What the task asks — Take the records below and print them verbatim up to and including the line that carries "impl BundleActivator for Refuser".

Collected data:
━━━━━━
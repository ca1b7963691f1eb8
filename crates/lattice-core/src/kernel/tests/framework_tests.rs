use std::sync::Arc;
use std::thread;
use std::time::Duration;

use parking_lot::Mutex;
use serde_json::json;

use crate::bundle::archive::BundleArchive;
use crate::bundle::{Bundle, BundleActivator, BundleContext, BundleError, BundleState, MemoryArchive, StaticModuleLoader};
use crate::event::FrameworkEventKind;
use crate::kernel::constants::PROP_FRAMEWORK_VERSION;
use crate::kernel::guard::BoxError;
use crate::kernel::{DiagnosticLog, Framework, FrameworkConfig};

struct OrderRecorder {
    name: &'static str,
    stops: Arc<Mutex<Vec<&'static str>>>,
}

impl BundleActivator for OrderRecorder {
    fn start(&mut self, _context: &BundleContext) -> Result<(), BoxError> {
        Ok(())
    }

    fn stop(&mut self, _context: &BundleContext) -> Result<(), BoxError> {
        self.stops.lock().push(self.name);
        Ok(())
    }
}

struct Refuser;

impl BundleActivator for Refuser {
    fn start(&mut self, _context: &BundleContext) -> Result<(), BoxError> {
        Err("not today".into())
    }

    fn stop(&mut self, _context: &BundleContext) -> Result<(), BoxError> {
        Ok(())
    }
}

fn framework_with(loader: Arc<StaticModuleLoader>) -> Framework {
    Framework::builder().loader(loader).build().unwrap()
}

fn install(framework: &Framework, name: &str, activator: bool) -> Bundle {
    let archive = MemoryArchive::from_json(&json!({ "bundle.symbolic_name": name, "bundle.activator": activator }));
    framework.install_bundle(&format!("static:{name}"), Arc::new(archive.unwrap())).unwrap()
}

#[test]
fn test_init_start_stop_states() {
    let framework = framework_with(Arc::new(StaticModuleLoader::new()));
    assert_eq!(framework.state(), BundleState::Installed);
    assert!(framework.bundle_context().is_none());
    assert_eq!(framework.system_bundle().id(), 0);
    assert_eq!(framework.system_bundle().symbolic_name(), "system_bundle");

    framework.init().unwrap();
    assert_eq!(framework.state(), BundleState::Resolved);
    let init_context = framework.bundle_context().unwrap();

    framework.start().unwrap();
    assert_eq!(framework.state(), BundleState::Active);
    assert_eq!(framework.bundle_context(), Some(init_context.clone()));

    // A second start does nothing.
    framework.start().unwrap();

    framework.stop().unwrap();
    assert_eq!(framework.state(), BundleState::Resolved);
    assert!(framework.bundle_context().is_none());
    assert!(!init_context.is_valid());

    // Stopping a stopped framework does nothing.
    framework.stop().unwrap();
}

#[test]
fn test_restart_creates_fresh_system_context() {
    let framework = framework_with(Arc::new(StaticModuleLoader::new()));
    framework.start().unwrap();
    let first = framework.bundle_context().unwrap();
    framework.stop().unwrap();
    framework.start().unwrap();
    let second = framework.bundle_context().unwrap();
    assert_ne!(first.id(), second.id());

    let bundle = install(&framework, "after.restart", false);
    bundle.start().unwrap();
    assert_eq!(bundle.state(), BundleState::Active);
}

#[test]
fn test_system_bundle_handle_drives_framework() {
    let framework = framework_with(Arc::new(StaticModuleLoader::new()));
    framework.system_bundle().start().unwrap();
    assert_eq!(framework.state(), BundleState::Active);
    framework.system_bundle().stop().unwrap();
    assert_eq!(framework.state(), BundleState::Resolved);
}

#[test]
fn test_bundles_cannot_start_while_framework_down() {
    let framework = framework_with(Arc::new(StaticModuleLoader::new()));
    let bundle = install(&framework, "too.early", false);
    assert!(matches!(bundle.start().unwrap_err(), BundleError::FrameworkStopping { .. }));

    framework.start().unwrap();
    framework.stop().unwrap();
    assert!(matches!(bundle.start().unwrap_err(), BundleError::FrameworkStopping { .. }));
    assert_eq!(bundle.state(), BundleState::Installed);
}

#[test]
fn test_stop_order_is_reverse_of_install() {
    let loader = Arc::new(StaticModuleLoader::new());
    let stops = Arc::new(Mutex::new(Vec::new()));
    for name in ["first", "second", "third"] {
        let stops = stops.clone();
        loader.register(format!("static:{name}"), move || OrderRecorder { name, stops: stops.clone() });
    }
    let framework = framework_with(loader);
    framework.start().unwrap();
    for name in ["first", "second", "third"] {
        install(&framework, name, true).start().unwrap();
    }

    framework.stop().unwrap();
    assert_eq!(*stops.lock(), vec!["third", "second", "first"]);
    assert!(framework.bundles().iter().all(|b| b.state() == BundleState::Resolved));
}

#[test]
fn test_autostart_survives_framework_restart() {
    let framework = framework_with(Arc::new(StaticModuleLoader::new()));
    framework.start().unwrap();
    let persistent = install(&framework, "persistent", false);
    let stopped = install(&framework, "stopped", false);
    let transient = install(&framework, "transient", false);
    persistent.start().unwrap();
    stopped.start().unwrap();
    stopped.stop().unwrap();
    transient.start_with(crate::bundle::StartOptions::transient()).unwrap();

    framework.stop().unwrap();
    assert_eq!(persistent.autostart_setting(), 0);
    assert_eq!(persistent.state(), BundleState::Resolved);

    framework.start().unwrap();
    assert_eq!(persistent.state(), BundleState::Active);
    assert_eq!(stopped.state(), BundleState::Resolved);
    assert_eq!(transient.state(), BundleState::Resolved);
}

#[test]
fn test_autostart_failure_is_reported_not_fatal() {
    let loader = Arc::new(StaticModuleLoader::new());
    loader.register("static:refuser", || Refuser);
    let framework = framework_with(loader);
    let archive = MemoryArchive::from_json(&json!({ "bundle.symbolic_name": "refuser", "bundle.activator": true })).unwrap();
    archive.set_autostart_setting(0);
    let bundle = framework.install_bundle("static:refuser", Arc::new(archive)).unwrap();

    framework.init().unwrap();
    let events = Arc::new(Mutex::new(Vec::new()));
    let recorder = events.clone();
    framework
        .bundle_context()
        .unwrap()
        .add_framework_listener(move |event| {
            recorder.lock().push((event.kind(), event.bundle().map(Bundle::id)));
            Ok(())
        })
        .unwrap();

    framework.start().unwrap();
    assert_eq!(framework.state(), BundleState::Active);
    assert_eq!(bundle.state(), BundleState::Resolved);
    assert_eq!(
        *events.lock(),
        vec![(FrameworkEventKind::Error, Some(bundle.id())), (FrameworkEventKind::Started, Some(0))]
    );
}

#[test]
fn test_stopped_event_reaches_listeners() {
    let framework = framework_with(Arc::new(StaticModuleLoader::new()));
    framework.start().unwrap();
    let kinds = Arc::new(Mutex::new(Vec::new()));
    let recorder = kinds.clone();
    framework
        .bundle_context()
        .unwrap()
        .add_framework_listener(move |event| {
            recorder.lock().push(event.kind());
            Ok(())
        })
        .unwrap();

    framework.stop().unwrap();
    assert_eq!(*kinds.lock(), vec![FrameworkEventKind::Stopped]);
    assert_eq!(framework.core().listeners().framework_listener_count(), 0);
}

#[test]
fn test_wait_for_stop() {
    let framework = framework_with(Arc::new(StaticModuleLoader::new()));
    // Not running: returns at once
    assert_eq!(framework.wait_for_stop(None).kind(), FrameworkEventKind::Stopped);

    framework.start().unwrap();
    let timed_out = framework.wait_for_stop(Some(Duration::from_millis(30)));
    assert_eq!(timed_out.kind(), FrameworkEventKind::WaitTimedOut);

    let stopper = framework.clone();
    let handle = thread::spawn(move || {
        thread::sleep(Duration::from_millis(30));
        stopper.stop().unwrap();
    });
    let event = framework.wait_for_stop(None);
    assert_eq!(event.kind(), FrameworkEventKind::Stopped);
    assert_eq!(event.bundle().map(Bundle::id), Some(0));
    handle.join().unwrap();

    // The stop event stays available until the next start.
    assert_eq!(framework.wait_for_stop(Some(Duration::from_millis(10))).kind(), FrameworkEventKind::Stopped);
}

#[test]
fn test_framework_properties_and_storage() {
    let storage = tempfile::tempdir().unwrap();
    let config = FrameworkConfig::new()
        .with_property("app.mode", json!("test"))
        .with_storage_location(storage.path());
    let framework = Framework::builder()
        .config(config)
        .loader(Arc::new(StaticModuleLoader::new()))
        .build()
        .unwrap();

    assert_eq!(framework.property("app.mode"), Some(json!("test")));
    assert!(framework.property(PROP_FRAMEWORK_VERSION).is_some());
    assert_eq!(framework.properties().get("APP.MODE"), Some(&json!("test")));
    assert_eq!(framework.core().bundle_data_dir(3), Some(storage.path().join("3").join("data")));

    framework.start().unwrap();
    let ctx = framework.bundle_context().unwrap();
    assert_eq!(ctx.property("app.mode").unwrap(), Some(json!("test")));
    let file = ctx.data_file("state.json").unwrap();
    assert!(file.parent().is_some_and(|dir| dir.is_dir()));
}

#[test]
fn test_data_file_without_storage() {
    let framework = framework_with(Arc::new(StaticModuleLoader::new()));
    framework.start().unwrap();
    let err = framework.bundle_context().unwrap().data_file("x").unwrap_err();
    assert!(matches!(err.as_bundle_error(), Some(BundleError::NoStorage)));
}

#[test]
fn test_install_bundle_dir() {
    let dir = tempfile::tempdir().unwrap();
    std::fs::write(dir.path().join("manifest.json"), r#"{ "bundle.symbolic_name": "from.disk" }"#).unwrap();
    let framework = framework_with(Arc::new(StaticModuleLoader::new()));
    let bundle = framework.install_bundle_dir(dir.path()).unwrap();
    assert_eq!(bundle.symbolic_name(), "from.disk");
    assert_eq!(bundle.location(), dir.path().display().to_string());
    assert_eq!(framework.bundles().len(), 2);
}

#[test]
fn test_diagnostic_log_is_bounded() {
    let log = DiagnosticLog::new(2);
    log.record("one");
    log.record("two");
    log.record("three");
    assert_eq!(log.entries(), vec!["two".to_string(), "three".to_string()]);
    log.clear();
    assert!(log.is_empty());

    let silent = DiagnosticLog::new(0);
    silent.record("dropped");
    assert_eq!(silent.len(), 0);
}

#[test]
fn test_diagnostics_capacity_from_config() {
    let config = FrameworkConfig { diagnostics_capacity: 1, ..FrameworkConfig::default() };
    let framework = Framework::builder()
        .config(config)
        .loader(Arc::new(StaticModuleLoader::new()))
        .build()
        .unwrap();
    framework.start().unwrap();
    let ctx = framework.bundle_context().unwrap();
    ctx.add_framework_listener(|_| Err("first".into())).unwrap();
    ctx.add_framework_listener(|_| Err("second".into())).unwrap();

    framework.core().report(FrameworkEventKind::Info, None, "ping".to_string(), None);
    let entries = framework.diagnostics().entries();
    assert_eq!(entries.len(), 1);
    assert!(entries[0].contains("second"));
}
━━━━━━
Output for this task —
repository ca1b7963691f1eb8
filename crates/lattice-core/src/kernel/tests/framework_tests.rs
use std::sync::Arc;
use std::thread;
use std::time::Duration;

use parking_lot::Mutex;
use serde_json::json;

use crate::bundle::archive::BundleArchive;
use crate::bundle::{Bundle, BundleActivator, BundleContext, BundleError, BundleState, MemoryArchive, StaticModuleLoader};
use crate::event::FrameworkEventKind;
use crate::kernel::constants::PROP_FRAMEWORK_VERSION;
use crate::kernel::guard::BoxError;
use crate::kernel::{DiagnosticLog, Framework, FrameworkConfig};

struct OrderRecorder {
    name: &'static str,
    stops: Arc<Mutex<Vec<&'static str>>>,
}

impl BundleActivator for OrderRecorder {
    fn start(&mut self, _context: &BundleContext) -> Result<(), BoxError> {
        Ok(())
    }

    fn stop(&mut self, _context: &BundleContext) -> Result<(), BoxError> {
        self.stops.lock().push(self.name);
        Ok(())
    }
}

struct Refuser;

impl BundleActivator for Refuser {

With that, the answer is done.